Work and family represent competing interests of various parties involved. It has been shown that among dual couples, one may take work-related stress of his or her partner personally, leading to marital conflict. Presence of extended family members may also cause conflict, as they compete for attention and articulate their demands. There may be a conflict in the workplace between the employee and employer when the former tries to balance the obligations at the workplace with impromptu family needs (Wallen, 2002).
Symbolic interactionalism theory derives the meanings that people attach to work and family, and how the meanings shape their daily interactions. A significant number of people regard work as interference, reducing the time they spend with their families, causing fatigue, irritability, and lack of energy. Women abandon their traditional housekeeping role to seek employment in order to supplement or provide income for family sustenance. Men with working wives assist them in chores around the home, easing the pressure on them (Wallen, 2002).

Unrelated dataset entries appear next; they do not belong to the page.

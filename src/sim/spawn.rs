//! Difficulty curve and obstacle row spawning
//!
//! Rows are planned in world distance rather than time: a new row is due
//! once the previous row has advanced one full gap past the spawn line, so
//! the on-screen spacing stays stable as the world speeds up. Each row's
//! randomness comes from a seed derived from the session seed and the row
//! index, which keeps runs reproducible without carrying live RNG state.

use rand::seq::SliceRandom;
use rand::{Rng, SeedableRng};
use rand_pcg::Pcg32;

use crate::consts::{
    BASE_GAP_Z, EARLY_GAME_SECS, GAP_SHRINK_FACTOR, LANE_COUNT, MAX_ACTIVE_ROWS, MAX_SPEED,
    MIN_GAP_Z, OBSTACLE_SIZES, SPAWN_Z, SPEED_RAMP, START_SPEED,
};
use crate::sim::state::{GameState, Obstacle};

/// Difficulty curve parameters. Speed ramps linearly with elapsed time and
/// the row gap shrinks linearly with speed, floored so a dodge always fits.
#[derive(Debug, Clone, Copy, PartialEq)]
pub struct Difficulty {
    /// Speed at t=0 (units/sec)
    pub start_speed: f32,
    /// Speed gained per second of play
    pub ramp_rate: f32,
    /// Upper speed bound
    pub max_speed: f32,
    /// Row gap at speed 0 (world units)
    pub base_gap: f32,
    /// Smallest allowed row gap
    pub min_gap: f32,
    /// Gap units lost per unit of speed
    pub gap_shrink: f32,
}

impl Default for Difficulty {
    fn default() -> Self {
        Self {
            start_speed: START_SPEED,
            ramp_rate: SPEED_RAMP,
            max_speed: MAX_SPEED,
            base_gap: BASE_GAP_Z,
            min_gap: MIN_GAP_Z,
            gap_shrink: GAP_SHRINK_FACTOR,
        }
    }
}

impl Difficulty {
    /// World speed after `elapsed` seconds of play
    pub fn speed_at(&self, elapsed: f32) -> f32 {
        (self.start_speed + elapsed * self.ramp_rate).clamp(self.start_speed, self.max_speed)
    }

    /// Spacing to the next row at the given speed
    pub fn gap_at(&self, speed: f32) -> f32 {
        (self.base_gap - self.gap_shrink * speed).max(self.min_gap)
    }
}

/// Spawn a new row if one is due and the registry has room. Called once per
/// running tick, after obstacles have advanced; emits at most one row.
pub fn maybe_spawn_row(state: &mut GameState) {
    let gap = state.difficulty.gap_at(state.speed);
    if state.distance_since_spawn < gap {
        return;
    }
    // At capacity the row is skipped, not queued; the distance accumulator
    // keeps running so the next free tick spawns immediately.
    if state.active_rows() >= MAX_ACTIVE_ROWS {
        return;
    }
    spawn_row(state);
}

fn spawn_row(state: &mut GameState) {
    let row_seed = (state.rows_spawned as u64)
        .wrapping_mul(2654435761)
        .wrapping_add(state.seed);
    let mut rng = Pcg32::seed_from_u64(row_seed);

    let easing = state.elapsed < EARLY_GAME_SECS;
    let k = blocked_lane_count(&mut rng, easing);
    let lanes = choose_lanes(&mut rng, k);

    let spawned_tick = state.time_ticks;
    for lane in lanes {
        let size = OBSTACLE_SIZES[rng.random_range(0..OBSTACLE_SIZES.len())];
        let id = state.next_entity_id();
        state.obstacles.push(Obstacle {
            id,
            lane,
            z: SPAWN_Z,
            size,
            spawned_tick,
        });
    }

    state.rows_spawned += 1;
    state.distance_since_spawn = 0.0;
    state.normalize_order();
}

/// Number of lanes the next row blocks: always 1 during the early-game
/// grace window, then 1 (60%) or 2 (40%). Never all lanes.
pub(crate) fn blocked_lane_count(rng: &mut Pcg32, easing: bool) -> usize {
    if easing {
        return 1;
    }
    if rng.random::<f32>() < 0.6 { 1 } else { 2 }
}

/// Pick `k` distinct lanes by shuffling the full lane set and taking a
/// prefix. `k` is at most LANE_COUNT - 1, so one lane is always open.
pub(crate) fn choose_lanes(rng: &mut Pcg32, k: usize) -> Vec<u8> {
    debug_assert!(k < LANE_COUNT);
    let mut lanes: [u8; LANE_COUNT] = std::array::from_fn(|i| i as u8);
    lanes.shuffle(rng);
    lanes[..k].to_vec()
}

Functionalist theory explores how each individual is part of a whole, and that whole is an interrelated system of parts, each having a role to play. At work, one may play a certain role that may either conflict or complement his or her role in the family. The individual may adopt multiple strategies to ensure the smooth running of the family. At work, the skills acquired while carrying out of one’s roles and attitude towards the roles may either complement the roles in the family or cause problems in the family (Calhoun et al., 2002).
Social, economic, and technological changes in society negatively affect the individual by bringing about unprecedented occurrences. At the workplace, a worker might be unable to take up the new roles expected of him or her: causing a breakdown in the work life. At home, the individual might be alienated from the family due to advances in technology and increased economic pressures which he or she cannot accommodate (Wallen, 2002).